Data extract.
"""
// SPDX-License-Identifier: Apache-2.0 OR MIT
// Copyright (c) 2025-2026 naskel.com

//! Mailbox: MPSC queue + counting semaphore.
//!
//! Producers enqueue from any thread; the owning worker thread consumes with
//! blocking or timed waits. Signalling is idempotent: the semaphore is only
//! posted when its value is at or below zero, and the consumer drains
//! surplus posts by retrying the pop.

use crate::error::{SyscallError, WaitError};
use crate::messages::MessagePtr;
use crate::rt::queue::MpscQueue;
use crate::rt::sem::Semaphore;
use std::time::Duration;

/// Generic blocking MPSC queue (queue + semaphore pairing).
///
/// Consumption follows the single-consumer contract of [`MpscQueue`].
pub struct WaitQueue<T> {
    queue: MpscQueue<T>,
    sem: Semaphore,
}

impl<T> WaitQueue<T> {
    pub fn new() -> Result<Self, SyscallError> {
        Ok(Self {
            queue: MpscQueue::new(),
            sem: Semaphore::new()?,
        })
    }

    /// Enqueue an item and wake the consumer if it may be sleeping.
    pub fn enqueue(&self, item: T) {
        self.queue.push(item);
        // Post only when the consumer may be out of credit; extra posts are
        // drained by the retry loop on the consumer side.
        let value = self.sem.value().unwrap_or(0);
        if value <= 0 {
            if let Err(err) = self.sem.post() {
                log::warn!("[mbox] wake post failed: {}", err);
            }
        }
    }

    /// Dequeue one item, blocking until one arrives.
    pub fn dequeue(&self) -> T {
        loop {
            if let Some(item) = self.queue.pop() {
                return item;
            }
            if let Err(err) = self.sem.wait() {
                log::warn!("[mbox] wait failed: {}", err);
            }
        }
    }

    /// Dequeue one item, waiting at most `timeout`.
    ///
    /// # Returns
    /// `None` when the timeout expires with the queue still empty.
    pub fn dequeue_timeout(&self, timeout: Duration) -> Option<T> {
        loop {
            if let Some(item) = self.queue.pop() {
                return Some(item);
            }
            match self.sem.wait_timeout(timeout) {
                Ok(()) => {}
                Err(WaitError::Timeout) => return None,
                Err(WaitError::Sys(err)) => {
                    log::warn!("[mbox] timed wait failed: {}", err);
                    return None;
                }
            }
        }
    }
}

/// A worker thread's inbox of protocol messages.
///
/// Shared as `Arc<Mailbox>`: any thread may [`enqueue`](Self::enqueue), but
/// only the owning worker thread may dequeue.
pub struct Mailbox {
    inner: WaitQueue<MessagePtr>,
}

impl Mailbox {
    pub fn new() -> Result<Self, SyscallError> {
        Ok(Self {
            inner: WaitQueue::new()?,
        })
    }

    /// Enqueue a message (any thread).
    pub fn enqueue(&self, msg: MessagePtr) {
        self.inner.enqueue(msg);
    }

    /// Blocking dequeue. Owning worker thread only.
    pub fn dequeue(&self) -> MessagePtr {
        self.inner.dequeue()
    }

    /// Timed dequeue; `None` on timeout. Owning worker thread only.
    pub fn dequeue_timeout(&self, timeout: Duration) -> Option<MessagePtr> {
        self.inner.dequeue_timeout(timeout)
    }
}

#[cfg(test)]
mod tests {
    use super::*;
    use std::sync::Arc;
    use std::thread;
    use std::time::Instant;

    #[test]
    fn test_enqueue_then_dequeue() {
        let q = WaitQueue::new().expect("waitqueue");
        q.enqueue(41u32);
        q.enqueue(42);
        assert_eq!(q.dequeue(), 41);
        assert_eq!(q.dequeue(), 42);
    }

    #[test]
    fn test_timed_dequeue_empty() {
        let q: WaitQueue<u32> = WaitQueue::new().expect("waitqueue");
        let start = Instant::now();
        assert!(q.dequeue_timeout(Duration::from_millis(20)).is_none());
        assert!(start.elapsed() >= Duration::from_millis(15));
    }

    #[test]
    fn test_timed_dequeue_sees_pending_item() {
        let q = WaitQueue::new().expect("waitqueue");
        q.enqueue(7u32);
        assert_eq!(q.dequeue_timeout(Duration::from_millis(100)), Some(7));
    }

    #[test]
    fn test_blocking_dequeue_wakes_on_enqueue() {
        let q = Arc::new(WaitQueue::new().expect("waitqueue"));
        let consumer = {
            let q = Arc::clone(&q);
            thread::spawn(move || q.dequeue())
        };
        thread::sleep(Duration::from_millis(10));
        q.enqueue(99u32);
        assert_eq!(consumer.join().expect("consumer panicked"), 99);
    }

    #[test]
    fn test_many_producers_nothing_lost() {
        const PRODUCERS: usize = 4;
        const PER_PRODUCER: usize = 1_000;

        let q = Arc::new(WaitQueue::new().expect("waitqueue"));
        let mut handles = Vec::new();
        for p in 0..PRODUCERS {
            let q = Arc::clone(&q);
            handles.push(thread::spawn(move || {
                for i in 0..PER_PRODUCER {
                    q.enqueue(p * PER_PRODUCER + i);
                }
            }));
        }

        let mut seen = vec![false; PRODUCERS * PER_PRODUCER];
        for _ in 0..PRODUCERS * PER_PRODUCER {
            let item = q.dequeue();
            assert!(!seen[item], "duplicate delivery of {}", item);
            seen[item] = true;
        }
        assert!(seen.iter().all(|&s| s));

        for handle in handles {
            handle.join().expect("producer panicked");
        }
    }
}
"""
"""
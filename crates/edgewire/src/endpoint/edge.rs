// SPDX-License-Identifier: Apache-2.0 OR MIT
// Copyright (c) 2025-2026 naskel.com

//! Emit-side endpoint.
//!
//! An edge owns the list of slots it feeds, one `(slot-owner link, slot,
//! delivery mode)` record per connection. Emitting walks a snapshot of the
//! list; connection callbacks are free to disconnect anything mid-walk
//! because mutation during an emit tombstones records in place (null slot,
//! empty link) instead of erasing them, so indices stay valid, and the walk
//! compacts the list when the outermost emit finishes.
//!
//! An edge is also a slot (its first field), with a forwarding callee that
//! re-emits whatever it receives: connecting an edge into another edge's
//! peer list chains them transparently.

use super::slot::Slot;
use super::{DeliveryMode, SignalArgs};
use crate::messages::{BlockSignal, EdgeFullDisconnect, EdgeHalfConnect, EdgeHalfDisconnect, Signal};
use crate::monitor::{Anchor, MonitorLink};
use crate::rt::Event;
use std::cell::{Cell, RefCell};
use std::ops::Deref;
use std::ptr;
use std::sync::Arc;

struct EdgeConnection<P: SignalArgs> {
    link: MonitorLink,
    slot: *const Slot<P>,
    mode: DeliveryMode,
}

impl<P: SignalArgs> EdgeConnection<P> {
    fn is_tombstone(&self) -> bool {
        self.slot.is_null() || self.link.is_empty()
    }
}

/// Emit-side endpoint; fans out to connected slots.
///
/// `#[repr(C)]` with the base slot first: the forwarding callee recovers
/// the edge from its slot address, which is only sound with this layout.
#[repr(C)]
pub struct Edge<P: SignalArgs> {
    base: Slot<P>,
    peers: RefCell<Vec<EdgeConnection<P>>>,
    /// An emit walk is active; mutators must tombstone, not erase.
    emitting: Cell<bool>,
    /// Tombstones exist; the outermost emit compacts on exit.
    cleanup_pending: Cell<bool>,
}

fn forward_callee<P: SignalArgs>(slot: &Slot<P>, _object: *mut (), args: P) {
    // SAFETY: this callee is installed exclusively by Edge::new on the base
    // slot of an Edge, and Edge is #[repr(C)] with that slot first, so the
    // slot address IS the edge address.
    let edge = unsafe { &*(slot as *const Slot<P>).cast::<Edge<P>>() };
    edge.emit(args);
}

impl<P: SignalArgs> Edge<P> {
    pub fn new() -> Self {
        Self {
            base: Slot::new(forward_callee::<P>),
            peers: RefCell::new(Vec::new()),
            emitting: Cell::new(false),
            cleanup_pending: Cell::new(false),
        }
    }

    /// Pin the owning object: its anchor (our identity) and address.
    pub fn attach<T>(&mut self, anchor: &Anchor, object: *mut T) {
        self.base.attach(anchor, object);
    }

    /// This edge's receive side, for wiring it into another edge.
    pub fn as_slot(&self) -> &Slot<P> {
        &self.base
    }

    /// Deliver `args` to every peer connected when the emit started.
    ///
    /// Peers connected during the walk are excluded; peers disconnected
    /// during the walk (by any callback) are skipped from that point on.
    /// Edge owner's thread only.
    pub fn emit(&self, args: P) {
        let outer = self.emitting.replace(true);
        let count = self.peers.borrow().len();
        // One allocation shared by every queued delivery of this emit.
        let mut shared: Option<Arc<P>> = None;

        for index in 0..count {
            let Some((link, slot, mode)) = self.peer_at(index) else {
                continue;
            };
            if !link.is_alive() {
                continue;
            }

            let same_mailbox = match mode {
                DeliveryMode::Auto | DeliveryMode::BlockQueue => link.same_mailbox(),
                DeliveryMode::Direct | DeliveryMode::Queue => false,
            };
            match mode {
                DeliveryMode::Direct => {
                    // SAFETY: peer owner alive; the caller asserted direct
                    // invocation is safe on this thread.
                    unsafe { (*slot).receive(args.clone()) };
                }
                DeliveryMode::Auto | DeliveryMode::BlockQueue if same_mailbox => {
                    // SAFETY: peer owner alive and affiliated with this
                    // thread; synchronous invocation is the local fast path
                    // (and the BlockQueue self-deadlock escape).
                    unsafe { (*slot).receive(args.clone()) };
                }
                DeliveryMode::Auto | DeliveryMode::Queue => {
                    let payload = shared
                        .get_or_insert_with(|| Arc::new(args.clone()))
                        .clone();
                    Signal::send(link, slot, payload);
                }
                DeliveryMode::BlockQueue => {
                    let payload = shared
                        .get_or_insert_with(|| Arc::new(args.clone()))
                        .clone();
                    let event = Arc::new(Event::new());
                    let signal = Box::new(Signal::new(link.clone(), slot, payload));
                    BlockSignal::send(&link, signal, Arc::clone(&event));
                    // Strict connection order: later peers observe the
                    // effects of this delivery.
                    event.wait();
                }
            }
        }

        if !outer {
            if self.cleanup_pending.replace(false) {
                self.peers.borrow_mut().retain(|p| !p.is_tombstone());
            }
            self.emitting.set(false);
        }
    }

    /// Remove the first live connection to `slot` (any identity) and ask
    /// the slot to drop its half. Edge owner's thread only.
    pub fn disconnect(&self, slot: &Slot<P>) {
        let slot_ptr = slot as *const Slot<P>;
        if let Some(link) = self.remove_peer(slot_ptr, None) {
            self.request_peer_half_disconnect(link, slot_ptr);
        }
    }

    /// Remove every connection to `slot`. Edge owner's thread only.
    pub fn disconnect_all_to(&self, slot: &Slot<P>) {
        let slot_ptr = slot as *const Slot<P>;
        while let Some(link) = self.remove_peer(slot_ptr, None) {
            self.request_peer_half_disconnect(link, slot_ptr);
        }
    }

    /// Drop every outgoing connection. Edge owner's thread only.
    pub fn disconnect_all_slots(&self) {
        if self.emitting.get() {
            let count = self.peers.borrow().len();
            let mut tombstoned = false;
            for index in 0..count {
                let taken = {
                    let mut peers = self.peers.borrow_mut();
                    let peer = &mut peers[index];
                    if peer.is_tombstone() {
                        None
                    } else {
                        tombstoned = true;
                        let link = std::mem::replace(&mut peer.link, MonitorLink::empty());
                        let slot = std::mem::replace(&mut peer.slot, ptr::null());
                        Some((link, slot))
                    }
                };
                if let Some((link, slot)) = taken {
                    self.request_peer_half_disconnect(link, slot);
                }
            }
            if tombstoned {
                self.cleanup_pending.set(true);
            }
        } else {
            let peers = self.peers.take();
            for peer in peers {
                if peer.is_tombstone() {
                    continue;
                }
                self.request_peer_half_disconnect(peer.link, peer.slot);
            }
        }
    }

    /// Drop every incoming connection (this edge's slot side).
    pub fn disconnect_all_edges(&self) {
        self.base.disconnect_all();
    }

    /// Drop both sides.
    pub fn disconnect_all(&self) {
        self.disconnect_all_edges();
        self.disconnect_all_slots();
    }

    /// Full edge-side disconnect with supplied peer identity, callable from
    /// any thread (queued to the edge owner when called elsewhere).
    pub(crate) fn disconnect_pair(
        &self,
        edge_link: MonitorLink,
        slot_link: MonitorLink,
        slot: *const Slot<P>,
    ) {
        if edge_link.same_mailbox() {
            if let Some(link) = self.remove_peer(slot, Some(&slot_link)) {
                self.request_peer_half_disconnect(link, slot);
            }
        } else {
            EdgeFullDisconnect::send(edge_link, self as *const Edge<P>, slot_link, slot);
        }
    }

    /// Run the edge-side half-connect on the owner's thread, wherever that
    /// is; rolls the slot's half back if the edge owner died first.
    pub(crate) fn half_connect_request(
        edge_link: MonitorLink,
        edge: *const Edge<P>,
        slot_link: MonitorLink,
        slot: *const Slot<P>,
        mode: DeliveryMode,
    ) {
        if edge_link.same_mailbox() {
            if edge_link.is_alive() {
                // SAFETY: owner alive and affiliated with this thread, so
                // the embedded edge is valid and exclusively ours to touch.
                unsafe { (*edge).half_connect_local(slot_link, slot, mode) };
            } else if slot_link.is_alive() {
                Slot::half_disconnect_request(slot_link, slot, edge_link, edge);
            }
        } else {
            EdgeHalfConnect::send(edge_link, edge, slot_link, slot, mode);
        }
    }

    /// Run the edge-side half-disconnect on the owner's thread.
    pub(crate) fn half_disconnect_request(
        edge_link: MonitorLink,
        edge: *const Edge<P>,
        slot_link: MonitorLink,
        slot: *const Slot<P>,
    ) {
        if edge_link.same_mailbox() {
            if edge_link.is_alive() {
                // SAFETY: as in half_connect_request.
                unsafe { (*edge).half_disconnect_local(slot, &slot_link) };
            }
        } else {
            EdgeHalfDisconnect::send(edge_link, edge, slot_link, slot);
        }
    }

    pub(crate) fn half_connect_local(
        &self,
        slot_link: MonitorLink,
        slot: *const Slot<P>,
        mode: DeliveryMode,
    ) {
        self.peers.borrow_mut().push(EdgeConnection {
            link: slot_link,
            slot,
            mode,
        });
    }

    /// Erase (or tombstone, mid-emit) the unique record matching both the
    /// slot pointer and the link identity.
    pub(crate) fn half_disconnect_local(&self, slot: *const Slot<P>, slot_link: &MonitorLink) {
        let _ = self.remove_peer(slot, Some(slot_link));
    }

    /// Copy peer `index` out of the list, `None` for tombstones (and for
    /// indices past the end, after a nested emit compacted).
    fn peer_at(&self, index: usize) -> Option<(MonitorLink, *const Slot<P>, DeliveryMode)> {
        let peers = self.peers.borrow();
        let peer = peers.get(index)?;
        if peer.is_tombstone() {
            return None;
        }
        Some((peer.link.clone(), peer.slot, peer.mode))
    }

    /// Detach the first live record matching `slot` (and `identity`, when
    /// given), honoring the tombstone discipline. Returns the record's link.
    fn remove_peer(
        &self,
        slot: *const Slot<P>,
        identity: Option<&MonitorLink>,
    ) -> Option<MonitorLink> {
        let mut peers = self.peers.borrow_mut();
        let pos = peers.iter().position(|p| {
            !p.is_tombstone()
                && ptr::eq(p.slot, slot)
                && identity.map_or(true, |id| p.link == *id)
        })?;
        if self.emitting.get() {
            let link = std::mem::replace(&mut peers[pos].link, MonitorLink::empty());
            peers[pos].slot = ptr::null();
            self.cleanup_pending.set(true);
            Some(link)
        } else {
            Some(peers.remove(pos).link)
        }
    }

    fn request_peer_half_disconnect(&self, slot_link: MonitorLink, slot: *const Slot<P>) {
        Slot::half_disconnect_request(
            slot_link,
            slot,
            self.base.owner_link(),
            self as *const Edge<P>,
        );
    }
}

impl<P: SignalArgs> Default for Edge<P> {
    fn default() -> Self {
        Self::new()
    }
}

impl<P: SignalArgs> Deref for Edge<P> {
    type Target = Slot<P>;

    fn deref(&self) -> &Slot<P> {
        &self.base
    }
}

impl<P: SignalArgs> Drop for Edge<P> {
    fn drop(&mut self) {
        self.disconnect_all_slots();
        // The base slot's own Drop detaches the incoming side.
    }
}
"""
Directions for this task.
Scan the listing above for the word "send" and show each line where it is found.

Solution to this exercise.
                    Signal::send(link, slot, payload);
                    BlockSignal::send(&link, signal, Arc::clone(&event));
            EdgeFullDisconnect::send(edge_link, self as *const Edge<P>, slot_link, slot);
            EdgeHalfConnect::send(edge_link, edge, slot_link, slot, mode);
            EdgeHalfDisconnect::send(edge_link, edge, slot_link, slot);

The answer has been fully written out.